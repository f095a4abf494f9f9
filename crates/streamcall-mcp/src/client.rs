//! MCP client implementation.

use futures::future::BoxFuture;
use reqwest::header::{HeaderMap, HeaderName, HeaderValue, ACCEPT, CONTENT_TYPE};
use serde::Serialize;
use serde_json::{Map, Value};
use std::fmt;
use std::sync::Arc;
use tokio_util::sync::CancellationToken;
use tracing::{debug, error, info, warn};

use crate::config::ClientConfig;
use crate::error::{McpError, McpResult};
use crate::negotiate::{self, ResponsePayload};
use crate::protocol::{
    ClientCapabilities, InitializeParams, InitializeResult, JsonRpcNotification, JsonRpcRequest,
    ToolCallResult,
};
use crate::session::SessionState;
use crate::transport::{HttpMethod, HttpRequest, HttpResponse, ReqwestTransport, Transport};

const ACCEPT_VALUE: &str = "application/json, text/event-stream";

/// Lifecycle of a client.
#[derive(Debug, Clone, Copy, PartialEq, Eq, Default)]
pub enum ClientState {
    #[default]
    Uninitialized,
    Initializing,
    Ready,
    Closed,
}

impl ClientState {
    pub fn as_str(&self) -> &'static str {
        match self {
            ClientState::Uninitialized => "uninitialized",
            ClientState::Initializing => "initializing",
            ClientState::Ready => "ready",
            ClientState::Closed => "closed",
        }
    }
}

impl fmt::Display for ClientState {
    fn fmt(&self, f: &mut fmt::Formatter<'_>) -> fmt::Result {
        f.write_str(self.as_str())
    }
}

/// Outcome of a successful handshake.
#[derive(Debug, Clone)]
pub struct InitializeAck {
    /// Decoded `initialize` response.
    pub payload: ResponsePayload,
    /// Typed `result`, when the server sent a well-formed one.
    pub result: Option<InitializeResult>,
    /// Session id held once the handshake completed.
    pub session_id: Option<String>,
}

/// Client for one MCP session over the streamable HTTP transport.
///
/// Every operation takes `&mut self`: one call is in flight at a time and
/// session updates never interleave.
pub struct McpClient {
    config: ClientConfig,
    transport: Arc<dyn Transport>,
    session: SessionState,
    state: ClientState,
    /// Request ID counter.
    next_id: u64,
    base_headers: HeaderMap,
    cancel: Option<CancellationToken>,
}

impl McpClient {
    /// Create a client talking to `config.url` over HTTP.
    pub fn new(config: ClientConfig) -> McpResult<Self> {
        config.validate()?;
        let transport = ReqwestTransport::new(config.url.clone(), config.timeout())?;
        Self::with_transport(config, Arc::new(transport))
    }

    /// Create a client on top of an existing transport.
    pub fn with_transport(config: ClientConfig, transport: Arc<dyn Transport>) -> McpResult<Self> {
        let mut base_headers = HeaderMap::new();
        for (key, value) in &config.headers {
            let name = HeaderName::from_bytes(key.as_bytes())
                .map_err(|e| McpError::config(format!("Invalid header name {key:?}: {e}")))?;
            let value = HeaderValue::from_str(value)
                .map_err(|e| McpError::config(format!("Invalid value for header {key}: {e}")))?;
            base_headers.insert(name, value);
        }
        base_headers.insert(ACCEPT, HeaderValue::from_static(ACCEPT_VALUE));

        Ok(Self {
            config,
            transport,
            session: SessionState::new(),
            state: ClientState::Uninitialized,
            next_id: 1,
            base_headers,
            cancel: None,
        })
    }

    /// Abort in-flight round-trips once `token` is cancelled.
    pub fn with_cancellation(mut self, token: CancellationToken) -> Self {
        self.cancel = Some(token);
        self
    }

    /// Current lifecycle state.
    pub fn state(&self) -> ClientState {
        self.state
    }

    /// Session id currently held, if any.
    pub fn session_id(&self) -> Option<&str> {
        self.session.id()
    }

    /// The endpoint this client talks to.
    pub fn endpoint(&self) -> &str {
        self.transport.endpoint()
    }

    fn next_request_id(&mut self) -> u64 {
        let id = self.next_id;
        self.next_id += 1;
        id
    }

    fn invalid_state(&self, operation: &'static str) -> McpError {
        McpError::InvalidState {
            operation,
            state: self.state.as_str(),
        }
    }

    /// Perform the two-step handshake.
    ///
    /// Sends `initialize`, then `notifications/initialized`, and enters
    /// [`ClientState::Ready`]. A transport error or failing status on either
    /// request is reported as [`McpError::Handshake`] and leaves the client in
    /// [`ClientState::Initializing`]; call [`close`](Self::close) afterwards.
    /// An `initialize` body that does not decode is kept as
    /// [`ResponsePayload::RawText`] (or [`ResponsePayload::EmptyBody`]).
    pub async fn initialize(&mut self) -> McpResult<InitializeAck> {
        if self.state != ClientState::Uninitialized {
            return Err(self.invalid_state("initialize"));
        }
        self.state = ClientState::Initializing;
        info!(url = %self.endpoint(), "Initializing MCP session");

        let params = InitializeParams {
            protocol_version: self.config.protocol_version.clone(),
            capabilities: ClientCapabilities::default(),
            client_info: self.config.client_info.clone(),
        };
        let request = JsonRpcRequest::initialize(self.next_request_id(), &params)?;
        let body = serde_json::to_string(&request)?;
        let response = self
            .exchange(HttpMethod::Post, Some(body))
            .await
            .map_err(McpError::handshake)?;

        // Only a failing status aborts the handshake. An unusable body still
        // gets the notification and is kept as text.
        let decoded = negotiate::decode(response.status, &response.headers, &response.body);
        let payload = match decoded {
            Ok(payload) => payload,
            Err(e @ McpError::HttpStatus { .. }) => return Err(McpError::handshake(e)),
            Err(e) => {
                warn!(error = %e, "Unusable initialize response, continuing handshake");
                if response.body.trim().is_empty() {
                    ResponsePayload::EmptyBody
                } else {
                    ResponsePayload::RawText(response.body)
                }
            }
        };

        let body = serde_json::to_string(&JsonRpcNotification::initialized())?;
        let response = self
            .exchange(HttpMethod::Post, Some(body))
            .await
            .map_err(McpError::handshake)?;
        match negotiate::decode(response.status, &response.headers, &response.body) {
            Err(e @ McpError::HttpStatus { .. }) => return Err(McpError::handshake(e)),
            Err(e) => debug!(error = %e, "Ignoring undecodable initialized reply"),
            Ok(_) => {}
        }

        let result = payload
            .result()
            .and_then(|r| serde_json::from_value::<InitializeResult>(r.clone()).ok());
        if let Some(ref result) = result {
            debug!(
                protocol_version = %result.protocol_version,
                server_name = %result.server_info.name,
                "MCP server initialized"
            );
        }
        if !self.session.is_active() {
            debug!("Server issued no session id during handshake");
        }

        self.state = ClientState::Ready;
        info!(session_id = ?self.session.id(), "MCP session ready");

        Ok(InitializeAck {
            payload,
            result,
            session_id: self.session.id().map(str::to_string),
        })
    }

    /// Call a tool and return the decoded payload as-is.
    ///
    /// A payload without `result.content` is still a successful call; use
    /// [`ToolCallResult::from_payload`] to interpret it.
    pub async fn call_tool(
        &mut self,
        name: &str,
        arguments: Map<String, Value>,
    ) -> McpResult<ResponsePayload> {
        if self.state != ClientState::Ready {
            return Err(self.invalid_state("call tool"));
        }

        let id = self.next_request_id();
        debug!(tool = name, id, "Calling MCP tool");

        let request = JsonRpcRequest::call_tool(id, name, arguments)?;
        let payload = self.post(&request).await?;

        if ToolCallResult::from_payload(&payload).is_none() {
            debug!(tool = name, "Tool response carries no result.content");
        }
        Ok(payload)
    }

    /// Tear the session down. Never fails.
    ///
    /// Without a held session id no request is sent. Otherwise a `DELETE`
    /// carrying the session header is issued; failures are logged. The
    /// `DELETE` ignores the cancellation token and is bounded by the
    /// configured timeout only. The session id is cleared and the client is
    /// [`ClientState::Closed`] afterwards in every case.
    pub async fn close(&mut self) {
        let Some(session_id) = self.session.id().map(str::to_string) else {
            debug!(state = %self.state, "No MCP session to close");
            self.state = ClientState::Closed;
            return;
        };

        let request = self.build_request(HttpMethod::Delete, None);
        let outcome = match self.transport.send(request).await {
            Ok(response) => {
                negotiate::decode(response.status, &response.headers, &response.body).map(|_| ())
            }
            Err(e) => Err(e),
        };
        match outcome {
            Ok(()) => info!(session_id = %session_id, "MCP session closed"),
            Err(e) => {
                let err = McpError::teardown(e);
                error!(session_id = %session_id, error = %err, "Teardown failed");
            }
        }

        self.session.clear();
        self.state = ClientState::Closed;
    }

    /// Run `f` inside an initialized session, closing it on every exit path.
    ///
    /// ```no_run
    /// # use streamcall_mcp::{ClientConfig, McpClient};
    /// # async fn example() -> streamcall_mcp::McpResult<()> {
    /// let mut client = McpClient::new(ClientConfig::default())?;
    /// let _payload = client
    ///     .scoped(|client| {
    ///         Box::pin(async move { client.call_tool("echo", Default::default()).await })
    ///     })
    ///     .await?;
    /// # Ok(())
    /// # }
    /// ```
    pub async fn scoped<T, F>(&mut self, f: F) -> McpResult<T>
    where
        F: for<'a> FnOnce(&'a mut McpClient) -> BoxFuture<'a, McpResult<T>>,
    {
        match self.initialize().await {
            Ok(_) => {}
            Err(e @ McpError::InvalidState { .. }) => return Err(e),
            Err(e) => {
                self.close().await;
                return Err(e);
            }
        }

        let result = f(self).await;
        self.close().await;
        result
    }

    async fn post<T: Serialize>(&mut self, envelope: &T) -> McpResult<ResponsePayload> {
        let body = serde_json::to_string(envelope)?;
        self.round_trip(HttpMethod::Post, Some(body)).await
    }

    fn build_request(&self, method: HttpMethod, body: Option<String>) -> HttpRequest {
        let mut headers = self.base_headers.clone();
        if body.is_some() {
            headers.insert(CONTENT_TYPE, HeaderValue::from_static("application/json"));
        }
        HttpRequest {
            method,
            headers: self.session.attach_headers(headers),
            body,
        }
    }

    async fn round_trip(
        &mut self,
        method: HttpMethod,
        body: Option<String>,
    ) -> McpResult<ResponsePayload> {
        let response = self.exchange(method, body).await?;
        negotiate::decode(response.status, &response.headers, &response.body)
    }

    /// One request/response exchange, updating the session from the reply.
    async fn exchange(
        &mut self,
        method: HttpMethod,
        body: Option<String>,
    ) -> McpResult<HttpResponse> {
        let request = self.build_request(method, body);
        let response = self.dispatch(request).await?;

        // Taken from every response, failing statuses included.
        if let Some(id) = negotiate::session_id(&response.headers) {
            self.session.update(id);
        }
        Ok(response)
    }

    async fn dispatch(&self, request: HttpRequest) -> McpResult<HttpResponse> {
        let send = self.transport.send(request);
        match &self.cancel {
            Some(token) => tokio::select! {
                biased;
                _ = token.cancelled() => Err(McpError::Cancelled),
                response = send => response,
            },
            None => send.await,
        }
    }
}

impl Drop for McpClient {
    fn drop(&mut self) {
        // Teardown is async and cannot run here.
        if let Some(id) = self.session.id() {
            warn!(session_id = %id, "MCP client dropped with an open session; call close() first");
        }
    }
}
//! MCP protocol types and request envelopes.
//!
//! Implements the JSON-RPC based MCP protocol.
//! See: <https://spec.modelcontextprotocol.io/>

use serde::{Deserialize, Serialize};
use serde_json::{Map, Value};

use crate::negotiate::ResponsePayload;

/// MCP protocol version.
pub const PROTOCOL_VERSION: &str = "2024-11-05";

/// JSON-RPC version tag carried by every envelope.
pub const JSONRPC_VERSION: &str = "2.0";

/// Method name of the handshake request.
pub const METHOD_INITIALIZE: &str = "initialize";

/// Method name of the notification that completes the handshake.
pub const METHOD_INITIALIZED: &str = "notifications/initialized";

/// Method name of a tool invocation.
pub const METHOD_TOOLS_CALL: &str = "tools/call";

/// JSON-RPC request.
#[derive(Debug, Clone, PartialEq, Serialize, Deserialize)]
pub struct JsonRpcRequest {
    pub jsonrpc: String,
    pub id: u64,
    pub method: String,
    #[serde(skip_serializing_if = "Option::is_none")]
    pub params: Option<Value>,
}

impl JsonRpcRequest {
    /// Create a new JSON-RPC request.
    pub fn new(id: u64, method: impl Into<String>, params: Option<Value>) -> Self {
        Self {
            jsonrpc: JSONRPC_VERSION.to_string(),
            id,
            method: method.into(),
            params,
        }
    }

    /// Build the `initialize` request.
    pub fn initialize(id: u64, params: &InitializeParams) -> serde_json::Result<Self> {
        Ok(Self::new(
            id,
            METHOD_INITIALIZE,
            Some(serde_json::to_value(params)?),
        ))
    }

    /// Build a `tools/call` request.
    pub fn call_tool(
        id: u64,
        name: impl Into<String>,
        arguments: Map<String, Value>,
    ) -> serde_json::Result<Self> {
        let params = CallToolParams {
            name: name.into(),
            arguments,
        };
        Ok(Self::new(
            id,
            METHOD_TOOLS_CALL,
            Some(serde_json::to_value(&params)?),
        ))
    }
}

/// JSON-RPC notification (no id, no response expected).
#[derive(Debug, Clone, PartialEq, Serialize, Deserialize)]
pub struct JsonRpcNotification {
    pub jsonrpc: String,
    pub method: String,
    #[serde(skip_serializing_if = "Option::is_none")]
    pub params: Option<Value>,
}

impl JsonRpcNotification {
    /// Create a new JSON-RPC notification.
    pub fn new(method: impl Into<String>, params: Option<Value>) -> Self {
        Self {
            jsonrpc: JSONRPC_VERSION.to_string(),
            method: method.into(),
            params,
        }
    }

    /// Build the `notifications/initialized` notification.
    pub fn initialized() -> Self {
        Self::new(METHOD_INITIALIZED, None)
    }
}

/// JSON-RPC error object, as found in a response's `error` field.
#[derive(Debug, Clone, PartialEq, Serialize, Deserialize)]
pub struct JsonRpcError {
    pub code: i64,
    pub message: String,
    #[serde(skip_serializing_if = "Option::is_none")]
    pub data: Option<Value>,
}

/// MCP initialization parameters.
#[derive(Debug, Clone, PartialEq, Serialize, Deserialize)]
#[serde(rename_all = "camelCase")]
pub struct InitializeParams {
    pub protocol_version: String,
    pub capabilities: ClientCapabilities,
    pub client_info: ClientInfo,
}

impl Default for InitializeParams {
    fn default() -> Self {
        Self {
            protocol_version: PROTOCOL_VERSION.to_string(),
            capabilities: ClientCapabilities::default(),
            client_info: ClientInfo::default(),
        }
    }
}

/// Client capabilities. The client only ever consumes tools.
#[derive(Debug, Clone, PartialEq, Serialize, Deserialize)]
pub struct ClientCapabilities {
    #[serde(skip_serializing_if = "Option::is_none")]
    pub tools: Option<Map<String, Value>>,
}

impl Default for ClientCapabilities {
    fn default() -> Self {
        Self {
            tools: Some(Map::new()),
        }
    }
}

/// Client identity announced during the handshake.
#[derive(Debug, Clone, PartialEq, Eq, Serialize, Deserialize)]
pub struct ClientInfo {
    pub name: String,
    pub version: String,
}

impl Default for ClientInfo {
    fn default() -> Self {
        Self {
            name: "streamcall".to_string(),
            version: env!("CARGO_PKG_VERSION").to_string(),
        }
    }
}

/// MCP initialization result.
#[derive(Debug, Clone, Serialize, Deserialize)]
#[serde(rename_all = "camelCase")]
pub struct InitializeResult {
    pub protocol_version: String,
    #[serde(default)]
    pub capabilities: ServerCapabilities,
    pub server_info: ServerInfo,
}

/// Server capabilities.
#[derive(Debug, Clone, Default, Serialize, Deserialize)]
pub struct ServerCapabilities {
    #[serde(skip_serializing_if = "Option::is_none")]
    pub tools: Option<ToolsCapability>,
}

/// Tools capability.
#[derive(Debug, Clone, Serialize, Deserialize)]
#[serde(rename_all = "camelCase")]
pub struct ToolsCapability {
    #[serde(default)]
    pub list_changed: bool,
}

/// Server info.
#[derive(Debug, Clone, Serialize, Deserialize)]
pub struct ServerInfo {
    pub name: String,
    #[serde(skip_serializing_if = "Option::is_none")]
    pub version: Option<String>,
}

/// Tool call parameters.
#[derive(Debug, Clone, Serialize, Deserialize)]
pub struct CallToolParams {
    pub name: String,
    pub arguments: Map<String, Value>,
}

/// Tool call result.
#[derive(Debug, Clone, Serialize, Deserialize)]
#[serde(rename_all = "camelCase")]
pub struct ToolCallResult {
    /// Content returned by the tool.
    pub content: Vec<ToolContent>,
    /// Whether the tool call resulted in an error.
    #[serde(default)]
    pub is_error: bool,
}

impl ToolCallResult {
    /// Extract the tool result from a decoded response payload.
    ///
    /// Returns `None` when the payload has no `result.content` array or its
    /// shape does not match a tool result.
    pub fn from_payload(payload: &ResponsePayload) -> Option<Self> {
        let result = payload.result()?;
        if !result.get("content")?.is_array() {
            return None;
        }
        serde_json::from_value(result.clone()).ok()
    }

    /// Join the text of every content item with single spaces.
    pub fn text(&self) -> String {
        self.content
            .iter()
            .filter_map(|item| item.text.as_deref())
            .collect::<Vec<_>>()
            .join(" ")
    }
}

/// Tool content item.
///
/// Only `text` is interpreted; other fields (`type`, `mimeType`, ...) are kept
/// verbatim.
#[derive(Debug, Clone, Serialize, Deserialize)]
pub struct ToolContent {
    #[serde(default, skip_serializing_if = "Option::is_none")]
    pub text: Option<String>,
    #[serde(flatten)]
    pub extra: Map<String, Value>,
}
====================
• _Problem to work on_
Each line that contains the string "scoped" should be copied from the data above.

• _Solution to this exercise_
    ///     .scoped(|client| {
    pub async fn scoped<T, F>(&mut self, f: F) -> McpResult<T>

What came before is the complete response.